— Work task —
Every line in the material below that includes "unwrap" should be copied.

----

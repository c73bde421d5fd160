//! One-shot commands: `list`, `show <name>` and `random`.
//!
//! Each command writes its normal output to `out` and user-facing problems
//! to `err`, then returns a [`CommandOutcome`] the binary maps to an exit
//! code.

use monkey_core::{CatalogError, CatalogResult, MonkeyRecord, MonkeyService};
use std::io::Write;
use tracing::debug;

use crate::error::Result;
use crate::render::{self, Palette};

/// Whether a one-shot command did what was asked.
#[derive(Debug, Clone, Copy, PartialEq, Eq)]
pub enum CommandOutcome {
    Success,
    Failure,
}

impl CommandOutcome {
    /// Returns true for [`CommandOutcome::Success`].
    pub fn is_success(self) -> bool {
        self == Self::Success
    }
}

/// Prints the whole catalog as a table, or as a JSON array with `json`.
///
/// # Errors
///
/// Returns an error if writing to `out` fails.
pub fn list<W: Write>(
    service: &MonkeyService,
    out: &mut W,
    palette: &Palette,
    json: bool,
) -> Result<CommandOutcome> {
    if json {
        serde_json::to_writer_pretty(&mut *out, service.list_all())?;
        writeln!(out)?;
    } else {
        let table = render::catalog_table(service.list_all(), &service.access_counts(), palette);
        out.write_all(table.as_bytes())?;
    }
    Ok(CommandOutcome::Success)
}

/// Prints one record looked up by `name`.
///
/// An unknown name is reported on `err` with the input as typed.
///
/// # Errors
///
/// Returns an error if writing to either sink fails.
pub fn show<W: Write, E: Write>(
    service: &MonkeyService,
    name: &str,
    out: &mut W,
    err: &mut E,
    palette: &Palette,
) -> Result<CommandOutcome> {
    report(service, service.find_by_name(name), name, out, err, palette)
}

/// Prints a randomly chosen record.
///
/// # Errors
///
/// Returns an error if writing to either sink fails.
pub fn random<W: Write, E: Write>(
    service: &MonkeyService,
    out: &mut W,
    err: &mut E,
    palette: &Palette,
) -> Result<CommandOutcome> {
    report(service, service.pick_random(), "", out, err, palette)
}

fn report<W: Write, E: Write>(
    service: &MonkeyService,
    result: CatalogResult<&MonkeyRecord>,
    input: &str,
    out: &mut W,
    err: &mut E,
    palette: &Palette,
) -> Result<CommandOutcome> {
    match result {
        Ok(record) => {
            let details =
                render::monkey_details(record, service.access_count(&record.name), palette);
            out.write_all(details.as_bytes())?;
            Ok(CommandOutcome::Success)
        }
        Err(CatalogError::NotFound { .. }) => {
            debug!(input, "Lookup missed");
            writeln!(err, "{}", render::not_found(input, palette))?;
            Ok(CommandOutcome::Failure)
        }
        Err(e) => {
            writeln!(err, "{}", palette.warning(&format!("{e}.")))?;
            Ok(CommandOutcome::Failure)
        }
    }
}

#[cfg(test)]
mod tests {
    use super::*;
    use monkey_core::CatalogStore;

    fn text(bytes: Vec<u8>) -> String {
        String::from_utf8(bytes).unwrap()
    }

    #[test]
    fn test_show_unknown_reports_raw_input() {
        let service = MonkeyService::shipped();
        let (mut out, mut err) = (Vec::new(), Vec::new());

        let outcome = show(&service, "  king kong ", &mut out, &mut err, &Palette::plain()).unwrap();

        assert_eq!(outcome, CommandOutcome::Failure);
        assert!(out.is_empty());
        assert_eq!(text(err), "No monkey found with name '  king kong '.\n");
        assert!(service.access_counts().is_empty());
    }

    #[test]
    fn test_show_matches_loosely_and_counts() {
        let service = MonkeyService::shipped();
        let (mut out, mut err) = (Vec::new(), Vec::new());

        let outcome = show(&service, " mANDRILL ", &mut out, &mut err, &Palette::plain()).unwrap();

        assert!(outcome.is_success());
        assert!(err.is_empty());
        let out = text(out);
        assert!(out.contains("Name: Mandrill"));
        assert!(out.contains("Access count: 1"));
        assert_eq!(service.access_count("Mandrill"), 1);
    }

    #[test]
    fn test_list_json_is_camel_case_array() {
        let service = MonkeyService::shipped();
        let mut out = Vec::new();

        let outcome = list(&service, &mut out, &Palette::plain(), true).unwrap();
        assert!(outcome.is_success());

        let value: serde_json::Value = serde_json::from_slice(&out).unwrap();
        let items = value.as_array().expect("a JSON array");
        assert_eq!(items.len(), 13);
        assert!(items.iter().all(|item| item.get("imageUrl").is_some()));
        assert!(items.iter().all(|item| item.get("image_url").is_none()));
        assert_eq!(items[0]["name"], "Baboon");
    }

    #[test]
    fn test_list_table_does_not_count() {
        let service = MonkeyService::shipped();
        let mut out = Vec::new();

        list(&service, &mut out, &Palette::plain(), false).unwrap();

        assert!(text(out).contains("Total monkeys: 13"));
        assert!(service.access_counts().is_empty());
    }

    #[test]
    fn test_random_on_empty_store_fails() {
        let service = MonkeyService::new(CatalogStore::new(Vec::new()));
        let (mut out, mut err) = (Vec::new(), Vec::new());

        let outcome = random(&service, &mut out, &mut err, &Palette::plain()).unwrap();

        assert_eq!(outcome, CommandOutcome::Failure);
        assert!(out.is_empty());
        assert_eq!(text(err), "No monkeys are available.\n");
    }

    #[test]
    fn test_random_prints_and_counts_once() {
        let service = MonkeyService::shipped();
        let (mut out, mut err) = (Vec::new(), Vec::new());

        let outcome = random(&service, &mut out, &mut err, &Palette::plain()).unwrap();

        assert!(outcome.is_success());
        assert!(text(out).contains("Access count: 1"));
        assert_eq!(service.access_counts().values().sum::<u64>(), 1);
    }
}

----

— Exercise result —
        String::from_utf8(bytes).unwrap()
        let outcome = show(&service, "  king kong ", &mut out, &mut err, &Palette::plain()).unwrap();
        let outcome = show(&service, " mANDRILL ", &mut out, &mut err, &Palette::plain()).unwrap();
        let outcome = list(&service, &mut out, &Palette::plain(), true).unwrap();
        let value: serde_json::Value = serde_json::from_slice(&out).unwrap();
        list(&service, &mut out, &Palette::plain(), false).unwrap();
        let outcome = random(&service, &mut out, &mut err, &Palette::plain()).unwrap();
        let outcome = random(&service, &mut out, &mut err, &Palette::plain()).unwrap();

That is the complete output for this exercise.